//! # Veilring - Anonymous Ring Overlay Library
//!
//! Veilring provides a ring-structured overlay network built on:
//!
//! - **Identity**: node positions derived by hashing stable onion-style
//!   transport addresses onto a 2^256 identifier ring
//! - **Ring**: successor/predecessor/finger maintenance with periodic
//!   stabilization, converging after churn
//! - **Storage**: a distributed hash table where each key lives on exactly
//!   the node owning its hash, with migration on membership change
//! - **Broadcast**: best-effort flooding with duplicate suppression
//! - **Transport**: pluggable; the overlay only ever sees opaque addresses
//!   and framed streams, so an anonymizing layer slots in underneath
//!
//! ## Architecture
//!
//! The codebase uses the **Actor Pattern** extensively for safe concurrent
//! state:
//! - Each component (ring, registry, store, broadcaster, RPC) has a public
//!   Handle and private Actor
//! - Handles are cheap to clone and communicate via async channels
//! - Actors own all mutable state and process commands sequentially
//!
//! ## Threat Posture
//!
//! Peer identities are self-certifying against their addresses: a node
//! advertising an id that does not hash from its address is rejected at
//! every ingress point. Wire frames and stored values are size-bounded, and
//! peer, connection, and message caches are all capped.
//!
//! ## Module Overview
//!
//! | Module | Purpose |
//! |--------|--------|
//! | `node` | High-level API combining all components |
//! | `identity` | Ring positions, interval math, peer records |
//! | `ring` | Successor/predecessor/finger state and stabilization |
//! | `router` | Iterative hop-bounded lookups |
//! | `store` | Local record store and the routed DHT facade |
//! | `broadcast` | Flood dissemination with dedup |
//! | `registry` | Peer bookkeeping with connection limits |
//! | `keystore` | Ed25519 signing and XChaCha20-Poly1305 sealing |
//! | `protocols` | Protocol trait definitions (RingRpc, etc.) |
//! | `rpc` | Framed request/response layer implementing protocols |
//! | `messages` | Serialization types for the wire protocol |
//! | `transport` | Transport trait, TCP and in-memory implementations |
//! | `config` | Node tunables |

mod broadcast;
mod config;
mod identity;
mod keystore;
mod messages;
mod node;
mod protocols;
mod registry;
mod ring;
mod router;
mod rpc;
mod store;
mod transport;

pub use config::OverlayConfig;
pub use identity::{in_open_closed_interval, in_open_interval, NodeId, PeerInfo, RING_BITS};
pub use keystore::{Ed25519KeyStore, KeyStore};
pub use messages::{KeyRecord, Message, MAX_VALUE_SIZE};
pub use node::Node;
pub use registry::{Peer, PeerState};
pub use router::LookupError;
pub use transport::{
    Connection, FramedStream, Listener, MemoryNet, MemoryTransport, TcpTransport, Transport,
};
□ □ □
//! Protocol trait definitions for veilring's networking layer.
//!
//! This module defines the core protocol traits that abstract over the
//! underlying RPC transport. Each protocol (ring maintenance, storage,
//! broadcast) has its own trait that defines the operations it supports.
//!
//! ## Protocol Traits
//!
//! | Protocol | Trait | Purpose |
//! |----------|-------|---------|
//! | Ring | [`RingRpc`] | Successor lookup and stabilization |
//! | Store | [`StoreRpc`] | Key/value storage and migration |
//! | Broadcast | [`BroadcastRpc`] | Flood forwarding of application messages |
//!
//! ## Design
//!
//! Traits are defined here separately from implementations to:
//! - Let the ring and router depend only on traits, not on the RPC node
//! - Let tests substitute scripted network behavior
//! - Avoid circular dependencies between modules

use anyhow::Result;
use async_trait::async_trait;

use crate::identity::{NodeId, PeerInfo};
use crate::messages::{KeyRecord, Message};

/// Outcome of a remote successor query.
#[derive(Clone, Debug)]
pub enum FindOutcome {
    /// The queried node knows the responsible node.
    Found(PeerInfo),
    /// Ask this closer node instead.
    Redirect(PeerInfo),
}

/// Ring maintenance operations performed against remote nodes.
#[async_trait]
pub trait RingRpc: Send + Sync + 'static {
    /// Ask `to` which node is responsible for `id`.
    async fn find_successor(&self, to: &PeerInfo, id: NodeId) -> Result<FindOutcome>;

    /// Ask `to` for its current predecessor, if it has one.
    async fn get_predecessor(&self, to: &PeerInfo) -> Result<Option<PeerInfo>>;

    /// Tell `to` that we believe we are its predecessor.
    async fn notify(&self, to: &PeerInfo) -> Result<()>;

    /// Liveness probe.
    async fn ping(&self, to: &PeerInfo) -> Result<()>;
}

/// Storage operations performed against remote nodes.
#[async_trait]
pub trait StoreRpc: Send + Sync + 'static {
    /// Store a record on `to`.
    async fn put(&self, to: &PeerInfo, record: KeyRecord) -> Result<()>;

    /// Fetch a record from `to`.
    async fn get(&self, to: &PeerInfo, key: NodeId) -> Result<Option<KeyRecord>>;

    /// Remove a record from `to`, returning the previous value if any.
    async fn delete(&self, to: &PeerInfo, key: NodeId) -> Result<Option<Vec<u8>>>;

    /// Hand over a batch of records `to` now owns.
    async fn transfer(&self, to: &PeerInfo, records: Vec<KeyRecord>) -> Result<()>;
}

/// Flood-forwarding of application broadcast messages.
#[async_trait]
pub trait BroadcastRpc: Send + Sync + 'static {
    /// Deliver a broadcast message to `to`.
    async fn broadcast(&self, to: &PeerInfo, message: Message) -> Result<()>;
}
□ □ □
Exercise prompt
Look over the listing above and copy each line that contains "responsible".

Output of the exercise
    /// The queried node knows the responsible node.
    /// Ask `to` which node is responsible for `id`.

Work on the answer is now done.